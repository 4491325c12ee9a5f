//! Support for library configuration options

use std::sync::{Arc, Mutex};

use once_cell::sync::Lazy;
use serde::{Deserialize, Serialize};

use crate::error::Error;
use crate::property::Representation;

/// Root of the Notion REST API. Feel free to override it (e.g. to point to a proxy) when initing this library.
pub static API_BASE_URL: Lazy<Arc<Mutex<String>>> = Lazy::new(|| Arc::new(Mutex::new("https://api.notion.com/v1/".to_string())));

/// Value of the `Notion-Version` header sent with every request.
/// Feel free to override it when initing this library.
pub static NOTION_VERSION: Lazy<Arc<Mutex<String>>> = Lazy::new(|| Arc::new(Mutex::new("2022-06-28".to_string())));

/// Environment variable holding the integration token
pub const API_KEY_VAR: &str = "NOTION_API_KEY";
/// Environment variable holding the id of the task database
pub const DATABASE_ID_VAR: &str = "NOTION_DATABASE_ID";

/// Read the current value of one of the overridable settings
pub fn current(setting: &Lazy<Arc<Mutex<String>>>) -> String {
    match setting.lock() {
        Ok(value) => value.clone(),
        // A panic while overriding a setting cannot leave a half-written String behind
        Err(poisoned) => poisoned.into_inner().clone(),
    }
}


/// Names (and representations) of the database properties this crate reads and writes.
///
/// The remote schema is owned by the user and drifts over time: the workflow state may be a
/// `status` or a `select` property, the summary field carries a localized name, etc.
#[derive(Clone, Debug, PartialEq, Serialize, Deserialize)]
pub struct Schema {
    pub name: String,
    pub date: String,
    pub state: String,
    /// How the state is written and filtered on. Reads always accept both `status` and `select`.
    pub state_representation: Representation,
    pub category: String,
    pub sub_category: String,
    pub summary: String,
    pub keywords: String,
}

impl Default for Schema {
    fn default() -> Self {
        Self {
            name: "Name".to_string(),
            date: "Date".to_string(),
            state: "State".to_string(),
            state_representation: Representation::Status,
            category: "Cat".to_string(),
            sub_category: "SubCat".to_string(),
            summary: "要約".to_string(),
            keywords: "FreeKeyWord".to_string(),
        }
    }
}


/// What is needed to reach a Notion database
#[derive(Clone)]
pub struct Credentials {
    api_key: String,
    database_id: String,
}

impl Credentials {
    pub fn new<S: ToString, T: ToString>(api_key: S, database_id: T) -> Self {
        Self { api_key: api_key.to_string(), database_id: database_id.to_string() }
    }

    /// Read the credentials from the `NOTION_API_KEY` and `NOTION_DATABASE_ID` environment variables
    pub fn from_env() -> Result<Self, Error> {
        let api_key = read_var(API_KEY_VAR)?;
        let database_id = read_var(DATABASE_ID_VAR)?;
        Ok(Self { api_key, database_id })
    }

    pub fn api_key(&self) -> &str { &self.api_key }
    pub fn database_id(&self) -> &str { &self.database_id }
}

fn read_var(name: &str) -> Result<String, Error> {
    match std::env::var(name) {
        Ok(value) if value.trim().is_empty() == false => Ok(value),
        _ => Err(Error::Config(format!("{} is missing in environment variables.", name))),
    }
}
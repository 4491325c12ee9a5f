//! Meeting notes, normalized from the pages of the task database that are tagged as work meetings

use chrono::NaiveDate;
use serde::{Deserialize, Serialize};
use serde_json::Value;

use crate::config::Schema;
use crate::error::Error;
use crate::page::RawPage;
use crate::property;
use crate::query::Query;
use crate::traits::RemoteStore;

#[derive(Clone, Debug, PartialEq, Serialize, Deserialize)]
pub struct Meeting {
    id: String,
    name: String,
    date: Option<NaiveDate>,
    state: String,
    summary: String,
    keywords: Vec<String>,
    url: String,
}

impl Meeting {
    pub fn new_with_parameters(id: String, name: String, date: Option<NaiveDate>, state: String,
                               summary: String, keywords: Vec<String>, url: String) -> Self {
        Self { id, name, date, state, summary, keywords, url }
    }

    /// Build a meeting from a page of the task database
    pub fn from_page(page: &RawPage, schema: &Schema) -> Self {
        let props = page.properties();
        Self {
            id: page.id().to_string(),
            name: property::extract_title(props, &schema.name),
            date: property::extract_date(props, &schema.date),
            state: property::extract_status(props, &schema.state),
            summary: property::extract_text(props, &schema.summary),
            keywords: property::extract_multi_select(props, &schema.keywords),
            url: page.url().to_string(),
        }
    }

    pub fn id(&self) -> &str                { &self.id }
    pub fn name(&self) -> &str              { &self.name }
    pub fn date(&self) -> Option<NaiveDate> { self.date }
    pub fn state(&self) -> &str             { &self.state }
    pub fn summary(&self) -> &str           { &self.summary }
    pub fn keywords(&self) -> &[String]     { &self.keywords }
    pub fn url(&self) -> &str               { &self.url }
}

/// Normalize the results of a meeting query, excluding records that are not full pages
pub fn normalize_meetings(values: &[Value], schema: &Schema) -> Vec<Meeting> {
    RawPage::filter_valid(values)
        .iter()
        .map(|page| Meeting::from_page(page, schema))
        .collect()
}

/// Fetch the most recent work meetings (at most one page of results, see [`crate::query::MAX_PAGE_SIZE`])
pub async fn fetch_meetings<S: RemoteStore>(store: &S, schema: &Schema) -> Result<Vec<Meeting>, Error> {
    let response = store.query(&Query::work_meetings(schema)).await?;
    if response.has_more {
        log::info!("More meetings are available, only the most recent ones are returned");
    }
    Ok(normalize_meetings(&response.results, schema))
}
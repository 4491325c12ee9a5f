//! Typed reads out of the untyped property bag of a Notion page
//!
//! Every extractor is total: an absent property, a property of an unexpected type or an empty value
//! all map to a documented default, never to an error.
//!
//! The database schema is not statically known, and the same logical field may be stored with
//! different representations (a workflow state may be a `status` or a `select`, categories may be a
//! `multi_select` or a single `select`). Such fields are read by trying an ordered list of
//! representations and keeping the first one that yields a value.

use chrono::NaiveDate;
use serde::{Deserialize, Serialize};
use serde_json::{json, Map, Value};

/// The `properties` object of a page
pub type PropertyBag = Map<String, Value>;

pub const DEFAULT_TITLE: &str = "No Title";
pub const DEFAULT_STATUS: &str = "Unknown";

/// Workflow states are stored either way, and both must be read identically
pub const STATE_READS: &[Representation] = &[Representation::Status, Representation::Select];
/// Categories are multi-valued in current schemas, single-valued in older ones
pub const CATEGORY_READS: &[Representation] = &[Representation::MultiSelect, Representation::Select];

/// The Notion property types this crate knows about
#[derive(Clone, Copy, Debug, PartialEq, Eq, Hash, Serialize, Deserialize)]
#[serde(rename_all = "snake_case")]
pub enum Representation {
    Title,
    RichText,
    Date,
    Status,
    Select,
    MultiSelect,
}

impl Representation {
    /// The key holding the value inside a property object (which is also the property type name)
    pub fn key(&self) -> &'static str {
        match self {
            Representation::Title => "title",
            Representation::RichText => "rich_text",
            Representation::Date => "date",
            Representation::Status => "status",
            Representation::Select => "select",
            Representation::MultiSelect => "multi_select",
        }
    }
}


/// First title run's plain text, or `"No Title"`
pub fn extract_title(bag: &PropertyBag, name: &str) -> String {
    first_run_text(bag, name, Representation::Title)
        .unwrap_or_else(|| DEFAULT_TITLE.to_string())
}

/// First rich-text run's plain text, or `""`
pub fn extract_text(bag: &PropertyBag, name: &str) -> String {
    first_run_text(bag, name, Representation::RichText)
        .unwrap_or_default()
}

/// Start of the date, as a calendar date. Timestamps are truncated to their date part.
pub fn extract_date(bag: &PropertyBag, name: &str) -> Option<NaiveDate> {
    let start = value_of(bag, name, Representation::Date)?
        .get("start")?
        .as_str()?;
    parse_calendar_date(start)
}

/// Status name if any, else select name if any, else `"Unknown"`
pub fn extract_status(bag: &PropertyBag, name: &str) -> String {
    first_choices(bag, name, STATE_READS)
        .into_iter()
        .next()
        .unwrap_or_else(|| DEFAULT_STATUS.to_string())
}

/// Select name, or `""`
pub fn extract_select(bag: &PropertyBag, name: &str) -> String {
    choice_names(bag, name, Representation::Select)
        .into_iter()
        .next()
        .unwrap_or_default()
}

/// Ordered multi-select names, or an empty list
pub fn extract_multi_select(bag: &PropertyBag, name: &str) -> Vec<String> {
    choice_names(bag, name, Representation::MultiSelect)
}

/// Try each representation in order, and return the names of the first one that holds any
pub fn first_choices(bag: &PropertyBag, name: &str, attempts: &[Representation]) -> Vec<String> {
    for representation in attempts {
        let names = choice_names(bag, name, *representation);
        if names.is_empty() == false {
            return names;
        }
        log::trace!("Property {} has no {} value", name, representation.key());
    }
    Vec::new()
}

/// Parse a `YYYY-MM-DD` date, or the date part of a longer timestamp
pub fn parse_calendar_date(s: &str) -> Option<NaiveDate> {
    let date_part = s.get(..10)?;
    NaiveDate::parse_from_str(date_part, "%Y-%m-%d").ok()
}

fn value_of<'a>(bag: &'a PropertyBag, name: &str, representation: Representation) -> Option<&'a Value> {
    bag.get(name)?
        .get(representation.key())
        .filter(|value| value.is_null() == false)
}

fn first_run_text(bag: &PropertyBag, name: &str, representation: Representation) -> Option<String> {
    let first_run = value_of(bag, name, representation)?
        .as_array()?
        .first()?;

    // Pages from the server carry `plain_text`, property objects built for writes only carry `text.content`
    let text = first_run.get("plain_text")
        .and_then(Value::as_str)
        .or_else(|| first_run.get("text")?.get("content")?.as_str())?;

    if text.is_empty() {
        None
    } else {
        Some(text.to_string())
    }
}

fn choice_names(bag: &PropertyBag, name: &str, representation: Representation) -> Vec<String> {
    let value = match value_of(bag, name, representation) {
        None => return Vec::new(),
        Some(v) => v,
    };

    let options: Vec<&Value> = match representation {
        Representation::MultiSelect => match value.as_array() {
            Some(arr) => arr.iter().collect(),
            None => return Vec::new(),
        },
        Representation::Status | Representation::Select => vec![value],
        _ => return Vec::new(),
    };

    options.into_iter()
        .filter_map(|option| option.get("name")?.as_str())
        .filter(|name| name.is_empty() == false)
        .map(String::from)
        .collect()
}


/// Property object for a title
pub fn title_value(text: &str) -> Value {
    json!({ "title": [ { "text": { "content": text } } ] })
}

/// Property object for a rich text. An empty text clears the property.
pub fn rich_text_value(text: &str) -> Value {
    if text.is_empty() {
        json!({ "rich_text": [] })
    } else {
        json!({ "rich_text": [ { "text": { "content": text } } ] })
    }
}

/// Property object for a date. `None` clears the property.
pub fn date_value(date: Option<NaiveDate>) -> Value {
    match date {
        None => json!({ "date": Value::Null }),
        Some(d) => json!({ "date": { "start": d.format("%Y-%m-%d").to_string() } }),
    }
}

/// Property object for a single choice (`status` or `select`)
pub fn choice_value(representation: Representation, name: &str) -> Value {
    let mut object = Map::new();
    object.insert(representation.key().to_string(), json!({ "name": name }));
    Value::Object(object)
}

/// Property object for a multi-select
pub fn multi_select_value(names: &[String]) -> Value {
    let options: Vec<Value> = names.iter()
        .map(|name| json!({ "name": name }))
        .collect();
    json!({ "multi_select": options })
}
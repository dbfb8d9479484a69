//! Settings and status in the last on-chip flash sector.

use embassy_rp::Peri;
use embassy_rp::flash::{Blocking, ERASE_SIZE, Flash};
use embassy_rp::peripherals::FLASH;
use enguino_cluster::persist::{
    PersistentStatus,
    RECORD_LEN,
    Settings,
    StatusStorage,
    StorageError,
    decode_record,
    encode_record,
};

/// External QSPI flash size on the board.
const FLASH_SIZE: usize = 4 * 1024 * 1024;

/// Offset of the sector reserved by `STATUS` in `memory.x`.
const STATUS_OFFSET: u32 = (FLASH_SIZE - ERASE_SIZE) as u32;

pub struct FlashStorage<'d> {
    flash: Flash<'d, FLASH, Blocking, FLASH_SIZE>,
    /// Written back with every status commit.
    settings: Settings,
}

impl<'d> FlashStorage<'d> {
    pub fn new(flash: Peri<'d, FLASH>) -> Self {
        Self {
            flash: Flash::new_blocking(flash),
            settings: Settings::default(),
        }
    }
}

impl StatusStorage for FlashStorage<'_> {
    fn load(&mut self) -> Result<(Settings, PersistentStatus), StorageError> {
        let mut record = [0u8; RECORD_LEN];
        self.flash
            .blocking_read(STATUS_OFFSET, &mut record)
            .map_err(|_| StorageError::Device)?;
        let (settings, status) = decode_record(&record)?;
        self.settings = settings;
        Ok((settings, status))
    }

    fn commit(
        &mut self,
        status: &PersistentStatus,
    ) -> Result<(), StorageError> {
        let record = encode_record(&self.settings, status);
        self.flash
            .blocking_erase(STATUS_OFFSET, STATUS_OFFSET + ERASE_SIZE as u32)
            .map_err(|_| StorageError::Device)?;
        self.flash
            .blocking_write(STATUS_OFFSET, &record)
            .map_err(|_| StorageError::Device)
    }
}
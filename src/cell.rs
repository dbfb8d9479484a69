//! Cells for state shared between interrupt producers and the main loop.
//!
//! The cell type names the access discipline:
//!
//! | Cell | Writers | Readers | Access |
//! |------|---------|---------|--------|
//! | [`SharedCell`] | any context | any context | inside a critical section |
//! | [`WordCell`] | exactly one context | any context | single atomic word load/store |
//!
//! Anything wider than a machine word, or written from more than one context,
//! goes in a [`SharedCell`]. Closures passed to [`SharedCell::lock`] should
//! only copy data in or out; conversion work belongs outside.

use core::cell::RefCell;
use core::sync::atomic::{AtomicU32, Ordering};

use critical_section::Mutex;

// =============================================================================
// SharedCell
// =============================================================================

/// Aggregate guarded by a global critical section.
pub struct SharedCell<T> {
    inner: Mutex<RefCell<T>>,
}

impl<T> SharedCell<T> {
    pub const fn new(value: T) -> Self {
        Self {
            inner: Mutex::new(RefCell::new(value)),
        }
    }

    /// Run `f` with exclusive access, interrupts masked.
    #[inline]
    pub fn lock<R>(
        &self,
        f: impl FnOnce(&mut T) -> R,
    ) -> R {
        critical_section::with(|cs| f(&mut self.inner.borrow_ref_mut(cs)))
    }
}

impl<T: Copy> SharedCell<T> {
    /// Copy the whole value out in one critical section.
    #[inline]
    pub fn snapshot(&self) -> T { self.lock(|value| *value) }
}

// =============================================================================
// WordCell
// =============================================================================

/// One machine word with a single writing context.
///
/// Loads and stores are individually atomic, so readers in other contexts
/// never see a torn value. Read-modify-write sequences are only correct
/// because one context owns every store; the owning port keeps `store`
/// reachable from that context alone.
pub struct WordCell {
    word: AtomicU32,
}

impl WordCell {
    pub const fn new(value: u32) -> Self {
        Self {
            word: AtomicU32::new(value),
        }
    }

    #[inline]
    pub fn load(&self) -> u32 { self.word.load(Ordering::Acquire) }

    #[inline]
    pub(crate) fn store(
        &self,
        value: u32,
    ) {
        self.word.store(value, Ordering::Release);
    }
}

// =============================================================================
// Unit Tests
// =============================================================================
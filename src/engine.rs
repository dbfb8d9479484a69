//! Engine-running detection.
//!
//! Hobbs time accumulates only while the engine runs. Running is inferred from
//! sensors: battery voltage above the alternator set point, oil pressure, or
//! RPM.

use crate::alert::scale_value;
use crate::reader::SensorReader;
use crate::sensor::SensorDescriptor;

/// The engine runs when `sensor` scales to more than `above`.
#[derive(Clone, Copy, Debug)]
pub struct RunCriterion {
    pub sensor: &'static SensorDescriptor,
    pub above: i32,
}

/// Set of criteria, any one of which means the engine is running.
pub type RunCriteria = &'static [RunCriterion];

/// Whether the engine is running.
///
/// With no criteria configured the engine always counts as running, so hours
/// accumulate for as long as the cluster is powered. A faulted sensor never
/// satisfies its criterion.
pub fn is_engine_running(
    reader: &SensorReader<'_>,
    criteria: &[RunCriterion],
) -> bool {
    if criteria.is_empty() {
        return true;
    }
    criteria.iter().any(|criterion| {
        let value = scale_value(criterion.sensor, reader.read(criterion.sensor, 0));
        matches!(value, Some(v) if v > criterion.above)
    })
}

// =============================================================================
// Unit Tests
// =============================================================================
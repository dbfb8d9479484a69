//! Seven-segment glyphs.
//!
//! Segment bits, hexadecimal:
//!
//! ```text
//!  +---  1 ---+
//!  |          |
//!  20         2
//!  |          |
//!  +--- 40 ---+
//!  |          |
//!  10         4
//!  |          |
//!  +---  8 ---+ *80
//! ```

/// Glyphs for `0..=9`.
pub const DIGITS: [u8; 10] = [0x3F, 0x06, 0x5B, 0x4F, 0x66, 0x6D, 0x7D, 0x07, 0x7F, 0x6F];

pub const DECIMAL_POINT: u8 = 0x80;
pub const MINUS: u8 = 0x40;
pub const BLANK: u8 = 0x00;

/// Letters a seven-segment digit can show, in the case that reads best.
/// Where only one case is drawable, [`glyph`] falls back to it.
const LETTERS: &[(u8, u8)] = &[
    (b'A', 0x77),
    (b'a', 0x77),
    (b'B', 0x7C),
    (b'b', 0x7C),
    (b'C', 0x39),
    (b'c', 0x58),
    (b'D', 0x5E),
    (b'd', 0x5E),
    (b'E', 0x79),
    (b'F', 0x71),
    (b'f', 0x71),
    (b'G', 0x3B),
    (b'g', 0x6F),
    (b'H', 0x76),
    (b'h', 0x74),
    (b'i', 0x04),
    (b'J', 0x1E),
    (b'j', 0x1E),
    (b'L', 0x38),
    (b'n', 0x54),
    (b'O', 0x3F),
    (b'o', 0x5C),
    (b'P', 0x73),
    (b'r', 0x50),
    (b'S', 0x6D),
    (b's', 0x6D),
    (b'T', 0x78),
    (b't', 0x78),
    (b'U', 0x3E),
    (b'u', 0x1C),
    (b'V', 0x3E),
    (b'v', 0x1C),
    (b'Y', 0x6E),
    (b'y', 0x6E),
    (b'z', 0x5B),
];

/// ASCII lookup built at compile time. Zero means "no glyph".
const ASCII: [u8; 128] = {
    let mut table = [BLANK; 128];
    let mut d = 0;
    while d < DIGITS.len() {
        table[b'0' as usize + d] = DIGITS[d];
        d += 1;
    }
    let mut i = 0;
    while i < LETTERS.len() {
        table[LETTERS[i].0 as usize] = LETTERS[i].1;
        i += 1;
    }
    table[b'-' as usize] = MINUS;
    table[b'_' as usize] = 0x08;
    table
};

/// Glyph for an ASCII byte. Letters with no glyph in one case borrow the
/// other case; anything undrawable is blank.
pub const fn glyph(c: u8) -> u8 {
    if c >= 128 {
        return BLANK;
    }
    let exact = ASCII[c as usize];
    if exact != BLANK || !c.is_ascii_alphabetic() {
        return exact;
    }
    ASCII[(c ^ 0x20) as usize]
}

/// Four glyphs from a short ASCII label.
///
/// A `.` sets the decimal point of the glyph before it. Labels shorter than
/// four glyphs are padded with blanks on the right; extra glyphs are dropped.
pub const fn text(label: &str) -> [u8; 4] {
    let bytes = label.as_bytes();
    let mut out = [BLANK; 4];
    let mut filled = 0;
    let mut i = 0;
    while i < bytes.len() {
        let c = bytes[i];
        if c == b'.' {
            // a leading point has nothing to attach to
            if filled > 0 {
                out[filled - 1] |= DECIMAL_POINT;
            }
        } else if filled < out.len() {
            out[filled] = glyph(c);
            filled += 1;
        }
        i += 1;
    }
    out
}

/// Shown in place of a number when its sensor is faulted.
pub const INOP: [u8; 4] = text("inoP");

// =============================================================================
// Unit Tests
// =============================================================================

#[cfg(test)]
mod tests {
    use super::*;

    #[test]
    fn test_digits() {
        assert_eq!(glyph(b'0'), 0x3F);
        assert_eq!(glyph(b'8'), 0x7F);
        assert_eq!(glyph(b'9'), 0x6F);
    }

    #[test]
    fn test_inop() {
        assert_eq!(INOP, [0x04, 0x54, 0x5C, 0x73]);
    }

    #[test]
    fn test_case_fallback() {
        // only lowercase n and uppercase P are drawable
        assert_eq!(glyph(b'N'), glyph(b'n'));
        assert_eq!(glyph(b'p'), glyph(b'P'));
        // both cases have their own glyph
        assert_ne!(glyph(b'C'), glyph(b'c'));
    }

    #[test]
    fn test_undrawable_is_blank() {
        assert_eq!(glyph(b'W'), BLANK);
        assert_eq!(glyph(b'?'), BLANK);
        assert_eq!(glyph(0xFF), BLANK);
        assert_eq!(glyph(b' '), BLANK);
    }

    #[test]
    fn test_text_pads_and_truncates() {
        assert_eq!(text("Hi"), [0x76, 0x04, BLANK, BLANK]);
        assert_eq!(text("FUEL5"), text("FUEL"));
    }

    #[test]
    fn test_text_decimal_point() {
        assert_eq!(text("1.5"), [0x06 | DECIMAL_POINT, 0x6D, BLANK, BLANK]);
        assert_eq!(text(".5"), [0x6D, BLANK, BLANK, BLANK]);
        assert_eq!(text("..inoP"), INOP);
    }
}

- - - -

From the records above, extract exactly and only the lines that begin at the line with "to an error." and stop after the line with "pub fn key(&self)".

//! all map to a documented default, never to an error.
//!
//! The database schema is not statically known, and the same logical field may be stored with
//! different representations (a workflow state may be a `status` or a `select`, categories may be a
//! `multi_select` or a single `select`). Such fields are read by trying an ordered list of
//! representations and keeping the first one that yields a value.

use chrono::NaiveDate;
use serde::{Deserialize, Serialize};
use serde_json::{json, Map, Value};

/// The `properties` object of a page
pub type PropertyBag = Map<String, Value>;

pub const DEFAULT_TITLE: &str = "No Title";
pub const DEFAULT_STATUS: &str = "Unknown";

/// Workflow states are stored either way, and both must be read identically
pub const STATE_READS: &[Representation] = &[Representation::Status, Representation::Select];
/// Categories are multi-valued in current schemas, single-valued in older ones
pub const CATEGORY_READS: &[Representation] = &[Representation::MultiSelect, Representation::Select];

/// The Notion property types this crate knows about
#[derive(Clone, Copy, Debug, PartialEq, Eq, Hash, Serialize, Deserialize)]
#[serde(rename_all = "snake_case")]
pub enum Representation {
    Title,
    RichText,
    Date,
    Status,
    Select,
    MultiSelect,
}

impl Representation {
    /// The key holding the value inside a property object (which is also the property type name)
    pub fn key(&self) -> &'static str {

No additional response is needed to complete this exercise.